Background information
- Origin: Sydney, New South Wales, Australia
- Genres: Electronic; wonky pop;
- Years active: 1996–present
- Labels: Peking Duck, Warner Music Australia, etcetc
- Spinoffs: Empire of the Sun
- Members: Nick Littlemore; Peter Mayes;
- Past members: Sam Littlemore
- Website: pnau.tv

= Pnau =

Australian dance music act

Pnau (stylised in all caps) (Note: /pəˈnaʊ/ pə-NOW and /paːˈnaʊ/ pah-NOW are some accepted pronunciations of Pnau. The name is commonly accented to simulate the sound of a gunshot. Nick Littlemore explained the name was the result of an instance when he was speaking in tongues. After shouting gibberish for half an hour, Littlemore decided Pnau would be an appropriate band name.

Another theory on the pronunciation, according to one interview with the pair, is "pah-nyeow". The group has on other occasions explained that the name "rhymes with meow".) are an Australian dance music trio originating from Sydney. The duo consists of the musicians Nick Littlemore (vocals, production) and Peter Mayes (guitar, production), with Littlemore's brother Sam as a third member from 2016 to 2024. Pnau first gained recognition through their 1999 debut album Sambanova, which later won an ARIA Music Awards for Best Dance Release. Their third album, Pnau (2007), brought them further critical acclaim and success. Pnau is also recognised for a heavily publicised apprenticeship under the musician Elton John, who signed the duo after listening to the Pnau album. Several of Pnau's later projects have had John's involvement, such as the 2011 album Soft Universe and an album of Pnau recreations of Elton John's hits called Good Morning to the Night, released in 2012.

Apart from being a member of Pnau, Nick Littlemore also appears as one half of the project Empire of the Sun. In November 2016, the new line-up released "Chameleon", the first single from their album Changa.

==Biography==
===1990s: Beginnings===
Pnau formed in Sydney, New South Wales by Nick Littlemore and Peter Mayes. The two met at secondary school at the age of 12 and began performing together in the mid-1990s, initially playing acid, house music, and trance music. Littlemore recalled meeting Mayes when he was 10; "He tripped me over.
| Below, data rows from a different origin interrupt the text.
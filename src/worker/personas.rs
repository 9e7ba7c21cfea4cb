//! Built-in persona workers.
//!
//! These produce skeletal, deterministic deliverables straight from the brief.
//! They exist so a run works without any external service; real deployments
//! register [`CommandWorker`](crate::worker::CommandWorker)s instead.

use crate::errors::WorkerError;
use crate::phase::Phase;
use crate::worker::{DomainInput, Worker, WorkerOutput, WorkerRegistry};
use async_trait::async_trait;
use serde::{Deserialize, Serialize};
use serde_json::{Value, json};

/// The expert roles shipped with reqflow.
#[derive(Debug, Clone, Copy, PartialEq, Eq, Hash, Serialize, Deserialize)]
#[serde(rename_all = "snake_case")]
pub enum PersonaRole {
    SystemAnalyst,
    UxDesigner,
    QaEngineer,
    InfrastructureEngineer,
    SecuritySpecialist,
    DataArchitect,
    SolutionArchitect,
}

impl PersonaRole {
    pub fn as_str(&self) -> &'static str {
        match self {
            PersonaRole::SystemAnalyst => "system_analyst",
            PersonaRole::UxDesigner => "ux_designer",
            PersonaRole::QaEngineer => "qa_engineer",
            PersonaRole::InfrastructureEngineer => "infrastructure_engineer",
            PersonaRole::SecuritySpecialist => "security_specialist",
            PersonaRole::DataArchitect => "data_architect",
            PersonaRole::SolutionArchitect => "solution_architect",
        }
    }

    /// The phase this persona contributes to.
    pub fn phase(&self) -> Phase {
        match self {
            PersonaRole::SystemAnalyst => Phase::SystemAnalysis,
            PersonaRole::UxDesigner | PersonaRole::QaEngineer => Phase::FunctionalRequirements,
            PersonaRole::InfrastructureEngineer | PersonaRole::SecuritySpecialist => {
                Phase::NonFunctionalRequirements
            }
            PersonaRole::DataArchitect => Phase::DataArchitecture,
            PersonaRole::SolutionArchitect => Phase::SolutionArchitecture,
        }
    }

    pub const ALL: [PersonaRole; 7] = [
        PersonaRole::SystemAnalyst,
        PersonaRole::UxDesigner,
        PersonaRole::QaEngineer,
        PersonaRole::InfrastructureEngineer,
        PersonaRole::SecuritySpecialist,
        PersonaRole::DataArchitect,
        PersonaRole::SolutionArchitect,
    ];
}

/// Registry with every built-in persona on its phase.
pub fn default_registry() -> WorkerRegistry {
    let mut registry = WorkerRegistry::new();
    for role in PersonaRole::ALL {
        registry.register(role.phase(), PersonaWorker::new(role));
    }
    registry
}

#[derive(Debug, Clone)]
pub struct PersonaWorker {
    role: PersonaRole,
}

impl PersonaWorker {
    pub fn new(role: PersonaRole) -> Self {
        Self { role }
    }

    fn function_candidates(&self, prior: &[WorkerOutput]) -> Result<Vec<String>, WorkerError> {
        let deliverables =
            WorkerOutput::find_deliverables(prior, PersonaRole::SystemAnalyst.as_str())
                .ok_or_else(|| {
                    WorkerError::failed(self.role.as_str(), "system analysis output is missing")
                })?;
        Ok(deliverables
            .get("function_candidates")
            .and_then(Value::as_array)
            .map(|items| {
                items
                    .iter()
                    .filter_map(|v| v.get("name").and_then(Value::as_str))
                    .map(str::to_string)
                    .collect()
            })
            .unwrap_or_default())
    }

    fn analyze(&self, input: &DomainInput) -> WorkerOutput {
        let mut candidates = Vec::new();
        for goal in &input.goals {
            candidates.push(json!({ "name": goal, "source": "goal" }));
        }
        for item in &input.scope {
            candidates.push(json!({ "name": item, "source": "scope" }));
        }
        if candidates.is_empty() {
            candidates.push(json!({ "name": input.project_name, "source": "project" }));
        }

        WorkerOutput::new(self.role.as_str())
            .with_deliverable("function_candidates", Value::Array(candidates))
            .with_deliverable(
                "system_boundaries",
                json!({ "in_scope": input.scope, "actors": input.stakeholders }),
            )
            .with_recommendation("Define a minimal feature set before committing to a schedule")
            .with_concern("Ambiguous requirements may change in later phases")
    }

    fn stories(&self, input: &DomainInput, prior: &[WorkerOutput]) -> Result<WorkerOutput, WorkerError> {
        let actor = input
            .stakeholders
            .first()
            .map(String::as_str)
            .unwrap_or("user");
        let requirements: Vec<Value> = self
            .function_candidates(prior)?
            .iter()
            .enumerate()
            .map(|(i, candidate)| {
                json!({
                    "user_story": format!("As a {actor}, I want {candidate}"),
                    "acceptance_criteria": [format!("{candidate} is available to {actor}")],
                    "priority": if i == 0 { "high" } else { "medium" },
                    "complexity": "medium",
                })
            })
            .collect();

        Ok(WorkerOutput::new(self.role.as_str())
            .with_deliverable("functional_requirements", Value::Array(requirements))
            .with_recommendation("Validate the primary user journey with a prototype"))
    }

    fn test_plan(&self, prior: &[WorkerOutput]) -> Result<WorkerOutput, WorkerError> {
        let cases: Vec<Value> = self
            .function_candidates(prior)?
            .iter()
            .map(|c| json!({ "feature": c, "levels": ["unit", "integration", "acceptance"] }))
            .collect();

        Ok(WorkerOutput::new(self.role.as_str())
            .with_deliverable("test_strategy", Value::Array(cases))
            .with_recommendation("Automate acceptance criteria as executable checks"))
    }

    fn operations(&self) -> WorkerOutput {
        WorkerOutput::new(self.role.as_str())
            .with_deliverable(
                "non_functional_requirements",
                json!([
                    {
                        "category": "performance",
                        "requirement": "Interactive requests respond quickly",
                        "target_value": "p95 < 500ms",
                        "test_method": "load test",
                    },
                    {
                        "category": "availability",
                        "requirement": "Service is available during business hours",
                        "target_value": "99.5%",
                        "test_method": "uptime monitoring",
                    },
                ]),
            )
            .with_concern("Capacity estimates are unvalidated")
    }

    fn security(&self) -> WorkerOutput {
        WorkerOutput::new(self.role.as_str())
            .with_deliverable(
                "non_functional_requirements",
                json!([{
                    "category": "security",
                    "requirement": "All access is authenticated and authorized",
                    "target_value": "no anonymous endpoints",
                    "test_method": "penetration test",
                }]),
            )
            .with_recommendation("Threat-model external integrations early")
    }

    fn data_model(&self, input: &DomainInput, prior: &[WorkerOutput]) -> Result<WorkerOutput, WorkerError> {
        let mut entities = vec![json!({
            "entity_name": "Project",
            "attributes": ["id", "name", "created_at"],
            "relationships": [],
        })];
        for candidate in self.function_candidates(prior)? {
            entities.push(json!({
                "entity_name": candidate,
                "attributes": ["id", "project_id", "status"],
                "relationships": ["Project"],
            }));
        }

        Ok(WorkerOutput::new(self.role.as_str())
            .with_deliverable("data_models", Value::Array(entities))
            .with_deliverable("owner", json!(input.project_name)))
    }

    fn architecture(&self, prior: &[WorkerOutput]) -> Result<WorkerOutput, WorkerError> {
        let components = self.function_candidates(prior)?;
        let architecture_type = if components.len() > 5 {
            "microservices"
        } else {
            "modular monolith"
        };

        Ok(WorkerOutput::new(self.role.as_str())
            .with_deliverable(
                "system_architecture",
                json!({
                    "architecture_type": architecture_type,
                    "components": components,
                    "technology_stack": { "backend": "Rust", "database": "PostgreSQL" },
                    "deployment_strategy": "containerized rolling deploys",
                }),
            )
            .with_recommendation("Keep service boundaries aligned with the data model"))
    }
}

#[async_trait]
impl Worker for PersonaWorker {
    fn role(&self) -> &str {
        self.role.as_str()
    }

    async fn execute(
        &self,
        input: &DomainInput,
        prior: &[WorkerOutput],
    ) -> Result<WorkerOutput, WorkerError> {
        match self.role {
            PersonaRole::SystemAnalyst => Ok(self.analyze(input)),
            PersonaRole::UxDesigner => self.stories(input, prior),
            PersonaRole::QaEngineer => self.test_plan(prior),
            PersonaRole::InfrastructureEngineer => Ok(self.operations()),
            PersonaRole::SecuritySpecialist => Ok(self.security()),
            PersonaRole::DataArchitect => self.data_model(input, prior),
            PersonaRole::SolutionArchitect => self.architecture(prior),
        }
    }
}

#[cfg(test)]
mod tests {
    use super::*;

    fn brief() -> DomainInput {
        DomainInput::new("Task tracker")
            .with_goal("task visibility")
            .with_goal("deadline tracking")
            .with_stakeholder("project manager")
    }

    #[tokio::test]
    async fn test_analyst_derives_candidates_from_goals() {
        let output = PersonaWorker::new(PersonaRole::SystemAnalyst)
            .execute(&brief(), &[])
            .await
            .unwrap();
        let candidates = output.deliverables["function_candidates"].as_array().unwrap();
        assert_eq!(candidates.len(), 2);
        assert_eq!(candidates[0]["name"], "task visibility");
    }

    #[tokio::test]
    async fn test_ux_designer_builds_stories_from_analysis() {
        let input = brief();
        let analysis = PersonaWorker::new(PersonaRole::SystemAnalyst)
            .execute(&input, &[])
            .await
            .unwrap();
        let output = PersonaWorker::new(PersonaRole::UxDesigner)
            .execute(&input, &[analysis])
            .await
            .unwrap();
        let stories = output.deliverables["functional_requirements"].as_array().unwrap();
        assert_eq!(stories.len(), 2);
        assert_eq!(
            stories[0]["user_story"],
            "As a project manager, I want task visibility"
        );
    }

    #[tokio::test]
    async fn test_downstream_persona_fails_without_analysis() {
        let err = PersonaWorker::new(PersonaRole::DataArchitect)
            .execute(&brief(), &[])
            .await
            .unwrap_err();
        assert!(err.to_string().contains("system analysis output is missing"));
    }

    #[test]
    fn test_default_registry_covers_every_work_phase() {
        let registry = default_registry();
        for phase in Phase::WORK_PHASES {
            assert!(!registry.workers(phase).is_empty(), "{phase} has no workers");
        }
        assert_eq!(
            registry.roles(Phase::FunctionalRequirements),
            vec!["ux_designer", "qa_engineer"]
        );
    }
}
We hated each other for a couple years and then we started sneaking out and going to raves when we were about 13 and we formed a bond over intense music." Littlemore and Mayes created their first album when they were in their mid-teens. "It was called Fractal Geometric Spaces Made of Light," Littlemore remembers, "Which is probably why it was never picked up."

The duo's first commercially available tracks were a pair of nine-minute tracks, "Frisk" and "Anthropophagi", that led off doof@cybersonic.aust.com – an underground acid trance compilation album distributed by cult electronic label Creative Vibes in 1996. Pnau would then feature on another Creative Vibes project, 1998's compilation record Evolutionary Vibes III: The Evolution Will Not Be Televised, with the song "Discone".

===1999–2002: Sambanova===

In July 1999, Pnau released their debut album Sambanova under the independent label Peking Duck. It was recorded in a bedroom studio and they state they only expected it to sell "a few thousand copies". The album was pulled from record stores for using uncleared samples, but re-released in June 2000 and peaked inside the ARIA top 40. In October 2000, at the ARIA Music Awards of 2000, the album won Best Dance Release. In a 2003 interview with The Age, Mayes said that they had no understanding of sample clearances due to their naïveté in the music business. Mayes claimed that the album's recall did seriously affect their commercial sales. Littlemore later contested, "They screwed us over for $300,000. Warners didn't; another third party did. But that happens. We're still here, we're still doing it."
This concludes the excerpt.